Conrad Michael N, Lee Chih-Ying, Chao Gene, Shinohara M, Kosaka H, Shinohara A, Conchello J-A, Dresser Michael E
Program in Molecular, Cell and Developmental Biology, Oklahoma Medical Research Foundation, Oklahoma City, OK 73104, USA.
Cell. 2008 Jun 27;133(7):1175-87. doi: 10.1016/j.cell.2008.04.047.
Haploidization of the genome in meiosis requires that chromosomes be sorted exclusively into pairs stabilized by synaptonemal complexes (SCs) and crossovers. This sorting and pairing is accompanied by active chromosome positioning in meiotic prophase in which telomeres cluster near the spindle pole to form the bouquet before dispersing around the nuclear envelope. We now describe telomere-led rapid prophase movements (RPMs) that frequently exceed 1 microm/s and persist throughout meiotic prophase. Bouquet formation and RPMs depend on NDJ1, MPS3, and a new member of this pathway, CSM4, which encodes a meiosis-specific nuclear envelope protein required specifically for telomere mobility. RPMs initiate independently of recombination but differ quantitatively in mutants that fail to complete recombination, suggesting that RPMs respond to recombination status. Together with recombination defects described for ndj1, our observations suggest that RPMs and SCs balance the disruption and stabilization of recombinational interactions, respectively, to regulate crossing over.

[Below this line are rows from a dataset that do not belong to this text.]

// Copyright 2022 Webb Technologies Inc.
//
// Licensed under the Apache License, Version 2.0 (the "License");
// you may not use this file except in compliance with the License.
// You may obtain a copy of the License at
//
// http://www.apache.org/licenses/LICENSE-2.0
//
// Unless required by applicable law or agreed to in writing, software
// distributed under the License is distributed on an "AS IS" BASIS,
// WITHOUT WARRANTIES OR CONDITIONS OF ANY KIND, either express or implied.
// See the License for the specific language governing permissions and
// limitations under the License.

use ethers::abi::{self, ParamType, Token};
use ethers::types::{Bytes, U256};
use hub_relayer_chain::{calls, CallRequest, ChainClient, KeyManager};
use hub_relayer_store::TxStore;
use hub_relayer_tx_manager::SendTransactionDetails;
use hub_relayer_types::relay::{
    RelayTransactionRequest, RelayTransactionResponse,
};
use hub_relayer_types::{Identity, ServerAction};
use hub_relayer_utils::{probe, RelayRequestError, Result};

use crate::fees;
use crate::worker::RelayWorker;

/// Selector of `Error(string)`.
const ERROR_STRING_SELECTOR: [u8; 4] = [0x08, 0xc3, 0x79, 0xa0];

/// A relay request that passed every check.
struct ValidatedRequest {
    gas_limit: U256,
    data: Bytes,
}

impl<S, C, K> RelayWorker<S, C, K>
where
    S: TxStore + 'static,
    C: ChainClient + 'static,
    K: KeyManager + 'static,
{
    /// Validates `request` and, when it passes, signs and broadcasts the
    /// `relayCall` transaction with the worker key.
    #[tracing::instrument(
        skip_all,
        fields(
            from = ?request.relay_request.request.from,
            paymaster = ?request.relay_request.relay_data.paymaster,
        )
    )]
    pub async fn create_relay_transaction(
        &self,
        request: RelayTransactionRequest,
    ) -> Result<RelayTransactionResponse> {
        let result = self.relay(&request).await;
        match &result {
            Ok(response) => {
                self.tx_manager.metrics().relay_requests_accepted.inc();
                tracing::event!(
                    target: probe::TARGET,
                    tracing::Level::DEBUG,
                    kind = %probe::Kind::RelayRequest,
                    accepted = true,
                    nonce = response.nonce,
                    tx_hash = ?response.tx_hash,
                );
            }
            Err(e) => {
                self.tx_manager.metrics().relay_requests_rejected.inc();
                tracing::event!(
                    target: probe::TARGET,
                    tracing::Level::DEBUG,
                    kind = %probe::Kind::RelayRequest,
                    accepted = false,
                    reason = %e,
                );
            }
        }
        result
    }

    async fn relay(
        &self,
        request: &RelayTransactionRequest,
    ) -> Result<RelayTransactionResponse> {
        let snapshot = self.snapshot();
        let validated = self.validate(request).await?;
        let details = SendTransactionDetails::builder()
            .identity(Identity::Worker(0))
            .action(ServerAction::RelayCall)
            .to(self.tx_manager.chain().relay_hub())
            .data(validated.data)
            .gas_limit(validated.gas_limit)
            .gas_price(request.relay_request.relay_data.gas_price)
            .creation_block(snapshot.block_number)
            .max_nonce(request.metadata.relay_max_nonce)
            .build();
        let signed = self.tx_manager.send_transaction(details).await?;
        Ok(RelayTransactionResponse {
            signed_tx: signed.raw,
            tx_hash: signed.tx_hash,
            nonce: signed.record.nonce,
        })
    }

    /// Checks the request against the server policy, first violation wins.
    /// Nothing is mutated.
    async fn validate(
        &self,
        request: &RelayTransactionRequest,
    ) -> Result<ValidatedRequest> {
        let snapshot = self.snapshot();
        self.ensure_ready(&snapshot)?;

        let chain = self.tx_manager.chain();
        let relay_request = &request.relay_request;
        let relay_data = &relay_request.relay_data;
        let relay_hub = chain.relay_hub();
        if request.metadata.relay_hub_address != relay_hub {
            return Err(RelayRequestError::WrongHub {
                expected: relay_hub,
                found: request.metadata.relay_hub_address,
            }
            .into());
        }
        if relay_data.relay_worker != self.worker {
            return Err(RelayRequestError::WrongWorker {
                expected: self.worker,
                found: relay_data.relay_worker,
            }
            .into());
        }

        let trusted = self.config.trusted_paymasters.contains(&relay_data.paymaster);
        if !trusted {
            let minimum = self.fees.base_relay_fee.wei();
            if relay_data.base_relay_fee < minimum {
                return Err(RelayRequestError::BaseFeeTooLow {
                    offered: relay_data.base_relay_fee,
                    minimum,
                }
                .into());
            }
            let minimum = U256::from(self.fees.pct_relay_fee);
            if relay_data.pct_relay_fee < minimum {
                return Err(RelayRequestError::PctFeeTooLow {
                    offered: relay_data.pct_relay_fee,
                    minimum,
                }
                .into());
            }
        }

        if relay_data.gas_price < snapshot.gas_price {
            return Err(RelayRequestError::GasPriceTooLow {
                offered: relay_data.gas_price,
                current: snapshot.gas_price,
            }
            .into());
        }
        let maximum = self.tx_manager.config().max_gas_price.wei();
        if relay_data.gas_price > maximum {
            return Err(RelayRequestError::GasPriceTooHigh {
                offered: relay_data.gas_price,
                maximum,
            }
            .into());
        }

        let next_nonce = self.tx_manager.poll_nonce(Identity::Worker(0)).await?;
        if request.metadata.relay_max_nonce < next_nonce {
            return Err(RelayRequestError::NonceCeilingTooLow {
                max_nonce: request.metadata.relay_max_nonce,
                next_nonce,
            }
            .into());
        }

        let limits = chain.paymaster_gas_limits(relay_data.paymaster).await?;
        let max_acceptance_budget = U256::from(self.config.max_acceptance_budget);
        if !trusted && limits.acceptance_budget > max_acceptance_budget {
            return Err(RelayRequestError::AcceptanceBudgetTooHigh {
                acceptance_budget: limits.acceptance_budget,
                max_acceptance_budget,
            }
            .into());
        }
        let acceptance_budget = if trusted {
            limits.acceptance_budget
        } else {
            max_acceptance_budget
        };

        // Worst case calldata, the real gas limit is not known yet.
        let placeholder = calls::relay_call(
            acceptance_budget,
            relay_request,
            &request.metadata.signature,
            &request.metadata.approval_data,
            U256::MAX,
        );
        let hub_overhead = chain.hub_gas_overhead().await?;
        let gas_limit = fees::max_possible_gas(
            self.config.gas_reserve,
            hub_overhead,
            &limits,
            relay_request.request.gas,
            &placeholder,
        )
        .ok_or(RelayRequestError::GasLimitTooHigh {
            gas: relay_request.request.gas,
        })?;
        let max_charge = fees::calculate_charge(gas_limit, relay_data)
            .ok_or(RelayRequestError::ChargeOverflow { gas_limit })?;
        let balance = chain.hub_balance_of(relay_data.paymaster).await?;
        if balance < max_charge {
            return Err(RelayRequestError::PaymasterBalanceTooLow {
                balance,
                max_charge,
            }
            .into());
        }

        let data = calls::relay_call(
            acceptance_budget,
            relay_request,
            &request.metadata.signature,
            &request.metadata.approval_data,
            gas_limit,
        );
        let dry_run = CallRequest {
            from: self.worker,
            to: relay_hub,
            value: U256::zero(),
            data: data.clone(),
            gas: Some(gas_limit),
            gas_price: Some(relay_data.gas_price),
        };
        let output = chain.call(&dry_run).await?;
        let outcome = calls::decode_relay_call_result(&output)?;
        if !outcome.paymaster_accepted {
            return Err(RelayRequestError::PaymasterRejected {
                reason: revert_reason(&outcome.return_value),
            }
            .into());
        }
        Ok(ValidatedRequest { gas_limit, data })
    }
}

/// Human readable revert data: the `Error(string)` message when there is
/// one, hex otherwise.
fn revert_reason(data: &[u8]) -> String {
    if let Some(encoded) = data.strip_prefix(&ERROR_STRING_SELECTOR[..]) {
        if let Ok(tokens) = abi::decode(&[ParamType::String], encoded) {
            if let [Token::String(reason)] = tokens.as_slice() {
                return reason.clone();
            }
        }
    }
    if data.is_empty() {
        return String::from("no revert data");
    }
    Bytes::from(data.to_vec()).to_string()
}

#[cfg(test)]
mod tests {
    use super::*;

    #[test]
    fn revert_reason_prefers_the_error_string() {
        let mut data = ERROR_STRING_SELECTOR.to_vec();
        data.extend(abi::encode(&[Token::String("paymaster says no".into())]));
        assert_eq!(revert_reason(&data), "paymaster says no");
        assert_eq!(revert_reason(&[]), "no revert data");
        assert_eq!(revert_reason(&[0xde, 0xad]), "0xdead");
    }
}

减数分裂中基因组的单倍体化要求染色体仅被分选到由联会复合体(SCs)和交叉稳定的配对中。这种分选和配对伴随着减数分裂前期活跃的染色体定位,其中端粒在纺锤体极附近聚集形成花束,然后围绕核膜分散。我们现在描述了端粒引导的快速前期运动(RPMs),其速度经常超过1微米/秒,并在整个减数分裂前期持续存在。花束形成和RPMs依赖于NDJ1、MPS3以及该途径的一个新成员CSM4,CSM4编码一种减数分裂特异性核膜蛋白,专门用于端粒移动。RPMs独立于重组启动,但在未能完成重组的突变体中数量上有所不同,这表明RPMs对重组状态有反应。与针对ndj1描述的重组缺陷一起,我们的观察结果表明,RPMs和SCs分别平衡重组相互作用的破坏和稳定,以调节交叉。